EXERCISE DIRECTIONS = Repeat the records exactly, so that each line matches the original.

═════ SOURCE MATERIAL ═════

//! Connectivity monitoring.
//!
//! A two-state machine fed from two directions: the platform reports edge
//! events through `report_online`/`report_offline`, and an active probe
//! confirms reachability on an interval. A probe is judged purely by
//! whether the exchange completed; payload and status code are irrelevant.
//! Every state transition is emitted as an event so the offline queue can
//! drain the moment connectivity returns.

use std::sync::atomic::{AtomicBool, Ordering};
use std::sync::{Arc, Mutex, MutexGuard, PoisonError};
use std::time::Duration;

use async_trait::async_trait;
use chrono::{DateTime, Utc};
use serde::Serialize;
use tokio::sync::mpsc;
use tokio::task::JoinHandle;

/// Connectivity as last determined.
#[derive(Debug, Clone, Copy, PartialEq, Eq, Serialize)]
#[serde(rename_all = "snake_case")]
pub enum ConnectivityState {
    Online,
    Offline,
}

impl ConnectivityState {
    pub fn is_online(self) -> bool {
        matches!(self, ConnectivityState::Online)
    }

    pub fn as_label(self) -> &'static str {
        match self {
            ConnectivityState::Online => "online",
            ConnectivityState::Offline => "offline",
        }
    }
}

/// Emitted on every state transition.
#[derive(Debug, Clone, Copy, PartialEq, Eq)]
pub enum ConnectivityEvent {
    Online,
    Offline,
}

/// Snapshot for diagnostics.
#[derive(Debug, Clone, Serialize)]
pub struct NetworkStatus {
    pub state: ConnectivityState,
    pub last_checked: DateTime<Utc>,
}

/// Reachability check. Behind a trait so tests can script results and apps
/// can point it at whatever endpoint is cheap for them.
#[async_trait]
pub trait ConnectivityProbe: Send + Sync {
    /// True when a round trip to the probe target completed.
    async fn check(&self) -> bool;
}

const _: () = {
    fn _assert_object_safe(_: &dyn ConnectivityProbe) {}
};

/// Client-side timeout so a black-holed probe target cannot stall the loop.
const PROBE_HTTP_TIMEOUT: Duration = Duration::from_secs(5);

/// HTTP HEAD probe.
///
/// Any completed exchange counts as online; a 404 still proves the network
/// path works. The cache-bypass header keeps intermediaries from answering
/// on behalf of the origin.
pub struct HttpProbe {
    client: reqwest::Client,
    url: String,
}

impl HttpProbe {
    pub fn new(url: impl Into<String>) -> Result<Self, reqwest::Error> {
        let client = reqwest::Client::builder()
            .timeout(PROBE_HTTP_TIMEOUT)
            .build()?;
        Ok(Self {
            client,
            url: url.into(),
        })
    }

    pub fn url(&self) -> &str {
        &self.url
    }
}

#[async_trait]
impl ConnectivityProbe for HttpProbe {
    async fn check(&self) -> bool {
        self.client
            .head(&self.url)
            .header(reqwest::header::CACHE_CONTROL, "no-cache, no-store")
            .send()
            .await
            .is_ok()
    }
}

struct MonitorInner {
    state: ConnectivityState,
    last_checked: DateTime<Utc>,
}

/// Two-state connectivity machine with passive reports and an active probe
/// loop.
pub struct ConnectivityMonitor {
    probe: Arc<dyn ConnectivityProbe>,
    probe_interval: Duration,
    inner: Arc<Mutex<MonitorInner>>,
    events_tx: mpsc::Sender<ConnectivityEvent>,
    stop_flag: Arc<AtomicBool>,
    task_handle: Mutex<Option<JoinHandle<()>>>,
}

impl ConnectivityMonitor {
    /// `initial` is the platform's currently reported connectivity; the
    /// monitor starts there rather than assuming either state.
    pub fn new(
        probe: Arc<dyn ConnectivityProbe>,
        initial: ConnectivityState,
        probe_interval: Duration,
    ) -> (Self, mpsc::Receiver<ConnectivityEvent>) {
        let (events_tx, events_rx) = mpsc::channel(16);
        (
            Self {
                probe,
                probe_interval,
                inner: Arc::new(Mutex::new(MonitorInner {
                    state: initial,
                    last_checked: Utc::now(),
                })),
                events_tx,
                stop_flag: Arc::new(AtomicBool::new(false)),
                task_handle: Mutex::new(None),
            },
            events_rx,
        )
    }

    pub fn state(&self) -> ConnectivityState {
        self.inner_guard().state
    }

    pub fn is_online(&self) -> bool {
        self.state().is_online()
    }

    pub fn status(&self) -> NetworkStatus {
        let inner = self.inner_guard();
        NetworkStatus {
            state: inner.state,
            last_checked: inner.last_checked,
        }
    }

    /// Platform says connectivity returned.
    pub fn report_online(&self) {
        Self::apply(&self.inner, &self.events_tx, ConnectivityState::Online);
    }

    /// Platform says connectivity dropped.
    pub fn report_offline(&self) {
        Self::apply(&self.inner, &self.events_tx, ConnectivityState::Offline);
    }

    /// Start the periodic probe loop. No-op when already running.
    pub fn start(&self) {
        let mut handle = self.handle_guard();
        if handle.as_ref().is_some_and(|task| !task.is_finished()) {
            return;
        }
        self.stop_flag.store(false, Ordering::SeqCst);

        let probe = Arc::clone(&self.probe);
        let inner = Arc::clone(&self.inner);
        let events_tx = self.events_tx.clone();
        let stop_flag = Arc::clone(&self.stop_flag);
        let interval = self.probe_interval;
        *handle = Some(tokio::spawn(async move {
            loop {
                tokio::time::sleep(interval).await;
                if stop_flag.load(Ordering::SeqCst) {
                    break;
                }
                let reachable = probe.check().await;
                if stop_flag.load(Ordering::SeqCst) {
                    break;
                }
                let next = if reachable {
                    ConnectivityState::Online
                } else {
                    ConnectivityState::Offline
                };
                Self::apply(&inner, &events_tx, next);
            }
        }));
    }

    /// Stop the probe loop and wait for it to exit.
    pub async fn stop(&self) {
        self.stop_flag.store(true, Ordering::SeqCst);
        let handle = self.handle_guard().take();
        if let Some(handle) = handle {
            handle.abort();
            let _ = handle.await;
        }
    }

    pub fn is_running(&self) -> bool {
        self.handle_guard()
            .as_ref()
            .is_some_and(|task| !task.is_finished())
    }

    fn apply(
        inner: &Mutex<MonitorInner>,
        events_tx: &mpsc::Sender<ConnectivityEvent>,
        next: ConnectivityState,
    ) {
        let changed = {
            let mut inner = inner.lock().unwrap_or_else(PoisonError::into_inner);
            inner.last_checked = Utc::now();
            if inner.state == next {
                false
            } else {
                inner.state = next;
                true
            }
        };
        if changed {
            tracing::info!(state = next.as_label(), "connectivity changed");
            let event = match next {
                ConnectivityState::Online => ConnectivityEvent::Online,
                ConnectivityState::Offline => ConnectivityEvent::Offline,
            };
            if events_tx.try_send(event).is_err() {
                tracing::warn!(
                    state = next.as_label(),
                    "connectivity event dropped; receiver gone or backlogged"
                );
            }
        }
    }

    fn inner_guard(&self) -> MutexGuard<'_, MonitorInner> {
        self.inner.lock().unwrap_or_else(PoisonError::into_inner)
    }

    fn handle_guard(&self) -> MutexGuard<'_, Option<JoinHandle<()>>> {
        self.task_handle
            .lock()
            .unwrap_or_else(PoisonError::into_inner)
    }
}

═════

PROBLEM SOLUTION =
//! Connectivity monitoring.
//!
//! A two-state machine fed from two directions: the platform reports edge
//! events through `report_online`/`report_offline`, and an active probe
//! confirms reachability on an interval. A probe is judged purely by
//! whether the exchange completed; payload and status code are irrelevant.
//! Every state transition is emitted as an event so the offline queue can
//! drain the moment connectivity returns.

use std::sync::atomic::{AtomicBool, Ordering};
use std::sync::{Arc, Mutex, MutexGuard, PoisonError};
use std::time::Duration;

use async_trait::async_trait;
use chrono::{DateTime, Utc};
use serde::Serialize;
use tokio::sync::mpsc;
use tokio::task::JoinHandle;

/// Connectivity as last determined.
#[derive(Debug, Clone, Copy, PartialEq, Eq, Serialize)]
#[serde(rename_all = "snake_case")]
pub enum ConnectivityState {
    Online,
    Offline,
}

impl ConnectivityState {
    pub fn is_online(self) -> bool {
        matches!(self, ConnectivityState::Online)
    }

    pub fn as_label(self) -> &'static str {
        match self {
            ConnectivityState::Online => "online",
            ConnectivityState::Offline => "offline",
        }
    }
}

/// Emitted on every state transition.
#[derive(Debug, Clone, Copy, PartialEq, Eq)]
pub enum ConnectivityEvent {
    Online,
    Offline,
}

/// Snapshot for diagnostics.
#[derive(Debug, Clone, Serialize)]
pub struct NetworkStatus {
    pub state: ConnectivityState,
    pub last_checked: DateTime<Utc>,
}

/// Reachability check. Behind a trait so tests can script results and apps
/// can point it at whatever endpoint is cheap for them.
#[async_trait]
pub trait ConnectivityProbe: Send + Sync {
    /// True when a round trip to the probe target completed.
    async fn check(&self) -> bool;
}

const _: () = {
    fn _assert_object_safe(_: &dyn ConnectivityProbe) {}
};

/// Client-side timeout so a black-holed probe target cannot stall the loop.
const PROBE_HTTP_TIMEOUT: Duration = Duration::from_secs(5);

/// HTTP HEAD probe.
///
/// Any completed exchange counts as online; a 404 still proves the network
/// path works. The cache-bypass header keeps intermediaries from answering
/// on behalf of the origin.
pub struct HttpProbe {
    client: reqwest::Client,
    url: String,
}

impl HttpProbe {
    pub fn new(url: impl Into<String>) -> Result<Self, reqwest::Error> {
        let client = reqwest::Client::builder()
            .timeout(PROBE_HTTP_TIMEOUT)
            .build()?;
        Ok(Self {
            client,
            url: url.into(),
        })
    }

    pub fn url(&self) -> &str {
        &self.url
    }
}

#[async_trait]
impl ConnectivityProbe for HttpProbe {
    async fn check(&self) -> bool {
        self.client
            .head(&self.url)
            .header(reqwest::header::CACHE_CONTROL, "no-cache, no-store")
            .send()
            .await
            .is_ok()
    }
}

struct MonitorInner {
    state: ConnectivityState,
    last_checked: DateTime<Utc>,
}

/// Two-state connectivity machine with passive reports and an active probe
/// loop.
pub struct ConnectivityMonitor {
    probe: Arc<dyn ConnectivityProbe>,
    probe_interval: Duration,
    inner: Arc<Mutex<MonitorInner>>,
    events_tx: mpsc::Sender<ConnectivityEvent>,
    stop_flag: Arc<AtomicBool>,
    task_handle: Mutex<Option<JoinHandle<()>>>,
}

impl ConnectivityMonitor {
    /// `initial` is the platform's currently reported connectivity; the
    /// monitor starts there rather than assuming either state.
    pub fn new(
        probe: Arc<dyn ConnectivityProbe>,
        initial: ConnectivityState,
        probe_interval: Duration,
    ) -> (Self, mpsc::Receiver<ConnectivityEvent>) {
        let (events_tx, events_rx) = mpsc::channel(16);
        (
            Self {
                probe,
                probe_interval,
                inner: Arc::new(Mutex::new(MonitorInner {
                    state: initial,
                    last_checked: Utc::now(),
                })),
                events_tx,
                stop_flag: Arc::new(AtomicBool::new(false)),
                task_handle: Mutex::new(None),
            },
            events_rx,
        )
    }

    pub fn state(&self) -> ConnectivityState {
        self.inner_guard().state
    }

    pub fn is_online(&self) -> bool {
        self.state().is_online()
    }

    pub fn status(&self) -> NetworkStatus {
        let inner = self.inner_guard();
        NetworkStatus {
            state: inner.state,
            last_checked: inner.last_checked,
        }
    }

    /// Platform says connectivity returned.
    pub fn report_online(&self) {
        Self::apply(&self.inner, &self.events_tx, ConnectivityState::Online);
    }

    /// Platform says connectivity dropped.
    pub fn report_offline(&self) {
        Self::apply(&self.inner, &self.events_tx, ConnectivityState::Offline);
    }

    /// Start the periodic probe loop. No-op when already running.
    pub fn start(&self) {
        let mut handle = self.handle_guard();
        if handle.as_ref().is_some_and(|task| !task.is_finished()) {
            return;
        }
        self.stop_flag.store(false, Ordering::SeqCst);

        let probe = Arc::clone(&self.probe);
        let inner = Arc::clone(&self.inner);
        let events_tx = self.events_tx.clone();
        let stop_flag = Arc::clone(&self.stop_flag);
        let interval = self.probe_interval;
        *handle = Some(tokio::spawn(async move {
            loop {
                tokio::time::sleep(interval).await;
                if stop_flag.load(Ordering::SeqCst) {
                    break;
                }
                let reachable = probe.check().await;
                if stop_flag.load(Ordering::SeqCst) {
                    break;
                }
                let next = if reachable {
                    ConnectivityState::Online
                } else {
                    ConnectivityState::Offline
                };
                Self::apply(&inner, &events_tx, next);
            }
        }));
    }

    /// Stop the probe loop and wait for it to exit.
    pub async fn stop(&self) {
        self.stop_flag.store(true, Ordering::SeqCst);
        let handle = self.handle_guard().take();
        if let Some(handle) = handle {
            handle.abort();
            let _ = handle.await;
        }
    }

    pub fn is_running(&self) -> bool {
        self.handle_guard()
            .as_ref()
            .is_some_and(|task| !task.is_finished())
    }

    fn apply(
        inner: &Mutex<MonitorInner>,
        events_tx: &mpsc::Sender<ConnectivityEvent>,
        next: ConnectivityState,
    ) {
        let changed = {
            let mut inner = inner.lock().unwrap_or_else(PoisonError::into_inner);
            inner.last_checked = Utc::now();
            if inner.state == next {
                false
            } else {
                inner.state = next;
                true
            }
        };
        if changed {
            tracing::info!(state = next.as_label(), "connectivity changed");
            let event = match next {
                ConnectivityState::Online => ConnectivityEvent::Online,
                ConnectivityState::Offline => ConnectivityEvent::Offline,
            };
            if events_tx.try_send(event).is_err() {
                tracing::warn!(
                    state = next.as_label(),
                    "connectivity event dropped; receiver gone or backlogged"
                );
            }
        }
    }

    fn inner_guard(&self) -> MutexGuard<'_, MonitorInner> {
        self.inner.lock().unwrap_or_else(PoisonError::into_inner)
    }

    fn handle_guard(&self) -> MutexGuard<'_, Option<JoinHandle<()>>> {
        self.task_handle
            .lock()
            .unwrap_or_else(PoisonError::into_inner)
    }
}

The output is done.